Il vero nome della tecnica pittorica si scrive trompe, ma Trump è veramente tridimensionale. Se vince le elezioni sappiamo in Eurasia come va a finire, fine della guerra e appalti per la ricostruzione gestiti dagli Usa, sia in Ucraina che in Israele.
Se perde sono cavoli amari per la fragile oggi democrazia americana. Questa volta non di arrenderà, guiderà lui stessi i trinariciuti con le corna all’assalto della Casa Bianca di Washington. Sarà guerra civile, quella descritta dal film distopico, ma mica tanto, di Alex Garland, Civil War presentato all’inizio dell’anno.
Ormai il paese culla della Democrazia è irrimediabilmente spaccato, tra coste, atlantiche e pacifiche, evolute, e il Deep Country interno involuto, ma pieno di voti per l’Election Day. È spaccato tra bianchi, più o meno wasp, e resto del mondo, tra neri, portoricani, messicani, coreani, arabi, e chi più ne ha più ne metta.

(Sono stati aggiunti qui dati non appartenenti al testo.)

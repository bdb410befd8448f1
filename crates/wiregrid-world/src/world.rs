use serde::Serialize;
use std::collections::{HashMap, VecDeque};
use std::time::Duration;

use tracing::{debug, trace, warn};
use wiregrid_core::{ChunkedGrid, Direction, JunctionOrientation, Pos, Rect, WireGrid, WireMask};
use wiregrid_path::GridPathfinder;

use crate::config::EngineConfig;
use crate::error::WorldError;
use crate::signal::{SignalDispatcher, SignalField, SignalTracker, WireSignal};
use crate::tile::{SignalRequest, Tile, TileContext, TileId, TileSlot};

/// Chunk edge length of the occupancy layer
pub const OCCUPANCY_CHUNK_SIZE: usize = 8;

/// Which tile, if any, covers each cell
pub(crate) type OccupancyGrid = ChunkedGrid<Option<TileId>, OCCUPANCY_CHUNK_SIZE>;

/// Totals for one top-level signal operation, cascades included
#[derive(Debug, Clone, Copy, Default, PartialEq, Eq, Serialize)]
pub struct SignalReport {
    /// Visits produced by every track pass
    pub visits: usize,
    /// Tile callbacks made
    pub dispatched: usize,
    /// Follow-up requests emitted by tiles and run
    pub cascades: usize,
    /// Follow-up requests dropped at the cascade limit
    pub dropped: usize,
}

/// Wires, tiles and the signal machinery tying them together.
///
/// A world is a plain value: pass it to whatever needs it. All operations
/// are synchronous and run to completion before returning.
#[derive(Debug, Default)]
pub struct World {
    config: EngineConfig,
    wires: WireGrid,
    occupancy: OccupancyGrid,
    tiles: HashMap<TileId, TileSlot>,
    next_id: u32,
    tracker: SignalTracker,
    pending: VecDeque<SignalRequest>,
}

/// Read-only view of the layers, borrowed apart from the tracker
struct WorldField<'a> {
    wires: &'a WireGrid,
    occupancy: &'a OccupancyGrid,
    tiles: &'a HashMap<TileId, TileSlot>,
}

impl<'a> WorldField<'a> {
    fn new(wires: &'a WireGrid, occupancy: &'a OccupancyGrid, tiles: &'a HashMap<TileId, TileSlot>) -> Self {
        Self {
            wires,
            occupancy,
            tiles,
        }
    }
}

impl SignalField for WorldField<'_> {
    fn wire_at(&self, pos: Pos) -> WireMask {
        WireMask(self.wires.get(pos))
    }

    fn junction_at(&self, pos: Pos) -> Option<JunctionOrientation> {
        let id = self.occupancy.get(pos)?;
        self.tiles.get(&id)?.tile.junction()
    }
}

impl World {
    pub fn new() -> Self {
        Self::default()
    }

    pub fn with_config(config: EngineConfig) -> Self {
        Self {
            config,
            ..Self::default()
        }
    }

    pub fn config(&self) -> &EngineConfig {
        &self.config
    }

    pub fn config_mut(&mut self) -> &mut EngineConfig {
        &mut self.config
    }

    /// The raw wire layer
    pub fn wires(&self) -> &WireGrid {
        &self.wires
    }

    // === Signals ===

    /// Signal every cell of `rect` on `mask`, deliver the result to tiles and
    /// run whatever the tiles emit in response.
    pub fn signal(&mut self, rect: Rect, mask: WireMask) -> SignalReport {
        let mut report = SignalReport::default();
        self.run_pass(rect, mask, &mut report);
        self.drain(&mut report);
        report
    }

    /// Flood-fill from `cells` without notifying any tile
    pub fn track_only(&mut self, cells: impl IntoIterator<Item = Pos>, mask: WireMask) -> Vec<WireSignal> {
        let field = WorldField::new(&self.wires, &self.occupancy, &self.tiles);
        self.tracker.track(&field, cells, mask)
    }

    fn run_pass(&mut self, rect: Rect, mask: WireMask, report: &mut SignalReport) {
        let field = WorldField::new(&self.wires, &self.occupancy, &self.tiles);
        let visits = self.tracker.track(&field, rect, mask);

        let delivered = SignalDispatcher::new(&self.occupancy, &mut self.tiles).dispatch(&visits, &mut self.pending);
        report.visits += visits.len();
        report.dispatched += delivered;
    }

    /// Run queued tile requests in FIFO order until the queue is empty or the
    /// cascade limit is hit.
    fn drain(&mut self, report: &mut SignalReport) {
        while let Some(request) = self.pending.pop_front() {
            if report.cascades >= self.config.max_cascade {
                let dropped = self.pending.len() + 1;
                self.pending.clear();
                report.dropped += dropped;
                warn!(
                    limit = self.config.max_cascade,
                    dropped, "signal cascade limit reached, dropping remaining requests"
                );
                break;
            }
            report.cascades += 1;
            trace!(source = ?request.source, rect = %request.rect, mask = %request.mask, "cascade");
            self.run_pass(request.rect, request.mask, report);
        }
    }

    // === Routing ===

    /// Search a path from `start` to `goal` with a caller-supplied passability
    /// predicate. The search is confined to the box spanning both endpoints
    /// grown by `route_margin`. The path runs from `start` to `goal` and may
    /// pass a junction cell twice.
    pub fn find_path<F>(&self, start: Pos, goal: Pos, budget: Duration, is_passable: F) -> Option<Vec<Pos>>
    where
        F: FnMut(Option<Direction>, Pos, Direction) -> bool,
    {
        if !start.is_non_negative() || !goal.is_non_negative() {
            return None;
        }
        let bounds = Rect::from_corners(start, goal)
            .expand(self.config.route_margin)
            .clip_non_negative();

        let mut path = GridPathfinder::new()
            .with_bounds(bounds)
            .find(start, goal, budget, is_passable)?;
        path.reverse();
        Some(path)
    }

    /// Plan a wire route from `start` to `goal`.
    ///
    /// Empty cells are open. Junction boxes may only be crossed the way they
    /// redirect wires, and any other tile is a dead end: it can end a route
    /// or start one, never sit in the middle.
    pub fn route(&self, start: Pos, goal: Pos) -> Option<Vec<Pos>> {
        let path = self.find_path(start, goal, self.config.path_budget(), |enter, cell, exit| {
            self.can_route(enter, cell, exit)
        });
        if path.is_none() {
            warn!(%start, %goal, budget_ms = self.config.path_budget_ms, "no wire route found");
        }
        path
    }

    fn can_route(&self, enter: Option<Direction>, cell: Pos, exit: Direction) -> bool {
        let Some(id) = self.occupancy.get(cell) else {
            return true;
        };
        match self.tiles.get(&id).and_then(|slot| slot.tile.junction()) {
            Some(orientation) => enter.map_or(true, |side| orientation.passes(side, exit)),
            None => enter.is_none(),
        }
    }

    // === Wires ===

    pub fn wire_at(&self, pos: Pos) -> WireMask {
        WireMask(self.wires.get(pos))
    }

    /// Replace the channels at `pos`, returning the previous mask.
    /// Negative cells hold nothing and ignore writes.
    pub fn set_wire(&mut self, pos: Pos, mask: WireMask) -> WireMask {
        let previous = self.wire_at(pos);
        self.wires.set(pos, mask.bits());
        previous
    }

    /// Add channels at `pos`, returning the previous mask
    pub fn paint_wire(&mut self, pos: Pos, mask: WireMask) -> WireMask {
        let previous = self.wire_at(pos);
        self.wires.set(pos, (previous | mask).bits());
        previous
    }

    /// Remove channels at `pos`, returning the previous mask
    pub fn erase_wire(&mut self, pos: Pos, mask: WireMask) -> WireMask {
        let previous = self.wire_at(pos);
        if previous.intersects(mask) {
            self.wires.set(pos, previous.without(mask).bits());
        }
        previous
    }

    /// Cells inside `rect` carrying any wire
    pub fn wired_cells(&self, rect: Rect) -> Vec<(Pos, WireMask)> {
        self.wires
            .cells_in_rect(rect)
            .into_iter()
            .filter(|(_, bits)| **bits != 0)
            .map(|(pos, bits)| (pos, WireMask(*bits)))
            .collect()
    }

    // === Tiles ===

    /// Place `tile` with its top-left cell at `origin`.
    ///
    /// The whole footprint must be free and non-negative; nothing changes on
    /// error. Signals the tile emits from `on_created` run before returning.
    pub fn place_tile(&mut self, origin: Pos, mut tile: Box<dyn Tile>) -> Result<TileId, WorldError> {
        let size = tile.size();
        let footprint = Rect::new(origin, size);
        if footprint.is_empty() {
            return Err(WorldError::EmptyFootprint);
        }
        if !origin.is_non_negative() {
            return Err(WorldError::OutOfBounds { pos: origin });
        }
        for pos in footprint {
            if let Some(by) = self.occupancy.get(pos) {
                return Err(WorldError::Occupied { pos, by });
            }
        }

        self.next_id += 1;
        let id = TileId(self.next_id);
        for pos in footprint {
            self.occupancy.set(pos, Some(id));
        }

        let mut ctx = TileContext::new(id, footprint, &mut self.pending);
        tile.on_created(&mut ctx);
        debug!(tile = %id, kind = tile.kind(), %footprint, "placed tile");
        self.tiles.insert(id, TileSlot { origin, size, tile });

        let mut report = SignalReport::default();
        self.drain(&mut report);
        Ok(id)
    }

    /// Remove a tile and free its whole footprint
    pub fn remove_tile(&mut self, id: TileId) -> Result<Box<dyn Tile>, WorldError> {
        let slot = self.tiles.remove(&id).ok_or(WorldError::UnknownTile(id))?;
        for pos in slot.footprint() {
            if self.occupancy.get(pos) == Some(id) {
                self.occupancy.set(pos, None);
            }
        }

        let mut tile = slot.tile;
        tile.on_destroyed();
        debug!(tile = %id, kind = tile.kind(), "removed tile");
        Ok(tile)
    }

    pub fn tile_at(&self, pos: Pos) -> Option<TileId> {
        self.occupancy.get(pos)
    }

    pub fn tile(&self, id: TileId) -> Option<&dyn Tile> {
        self.tiles.get(&id).map(|slot| slot.tile.as_ref())
    }

    pub fn tile_mut(&mut self, id: TileId) -> Option<&mut dyn Tile> {
        self.tiles.get_mut(&id).map(|slot| slot.tile.as_mut())
    }

    /// Borrow a tile as its concrete type
    pub fn tile_as<T: Tile>(&self, id: TileId) -> Option<&T> {
        self.tile(id)?.as_any().downcast_ref::<T>()
    }

    pub fn tile_origin(&self, id: TileId) -> Option<Pos> {
        self.tiles.get(&id).map(|slot| slot.origin)
    }

    pub fn footprint(&self, id: TileId) -> Option<Rect> {
        self.tiles.get(&id).map(TileSlot::footprint)
    }

    /// Ids of all placed tiles, oldest first
    pub fn tiles(&self) -> Vec<TileId> {
        let mut ids: Vec<TileId> = self.tiles.keys().copied().collect();
        ids.sort_unstable();
        ids
    }

    pub fn tile_count(&self) -> usize {
        self.tiles.len()
    }

    /// Use the tile covering `pos` and run the signals it emits.
    /// `None` if the cell is empty.
    pub fn interact(&mut self, pos: Pos) -> Option<SignalReport> {
        let id = self.occupancy.get(pos)?;
        let slot = self.tiles.get_mut(&id)?;

        let mut ctx = TileContext::new(id, slot.footprint(), &mut self.pending);
        slot.tile.on_interact(&mut ctx);
        debug!(tile = %id, kind = slot.tile.kind(), %pos, "interact");

        let mut report = SignalReport::default();
        self.drain(&mut report);
        Some(report)
    }

    // === Persistence ===

    /// Encode the wire layer
    pub fn save_wires(&self) -> Result<Vec<u8>, WorldError> {
        Ok(self.wires.encode()?)
    }

    /// Replace the wire layer with a decoded one. On error the current layer
    /// is kept.
    pub fn load_wires(&mut self, bytes: &[u8]) -> Result<(), WorldError> {
        self.wires = WireGrid::decode(bytes)?;
        Ok(())
    }

    /// Replace the wire layer wholesale
    pub fn replace_wires(&mut self, wires: WireGrid) -> WireGrid {
        std::mem::replace(&mut self.wires, wires)
    }
}

impl SignalField for World {
    fn wire_at(&self, pos: Pos) -> WireMask {
        World::wire_at(self, pos)
    }

    fn junction_at(&self, pos: Pos) -> Option<JunctionOrientation> {
        WorldField::new(&self.wires, &self.occupancy, &self.tiles).junction_at(pos)
    }
}
pub mod config;
pub mod error;
pub mod signal;
pub mod tile;
pub mod tiles;
pub mod world;

pub use config::EngineConfig;
pub use error::WorldError;
pub use signal::{SignalDispatcher, SignalField, SignalTracker, WireSignal};
pub use tile::{SignalRequest, Tile, TileContext, TileId, TileSignal};
pub use tiles::{GateKind, JunctionBox, Lamp, LogicGate, Switch};
pub use world::{SignalReport, World, OCCUPANCY_CHUNK_SIZE};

Tra i fondamentalisti religiosi, nelle varie confessioni battiste, metodiste, mormoni, e via discorrendo e il magma dei laici di diversa espressione. Tra coloro che ancora studiano in università che stentano, culturalmente e scientificamente, e coloro che vi hanno rinunciato da un pezzo. Vedere un nuovo assalto alla democrazia sarebbe devastante per l’effetto moltiplicatore che avrebbe in un mondo sempre più autocratico.
Tutto questo potrebbe far pensare che una istituzionalizzazione di Trump, rispetto ad un suo ribellismo, sarebbe addirittura il male minore. Dio salvi l’America. Ma soprattutto ci salvi da lei.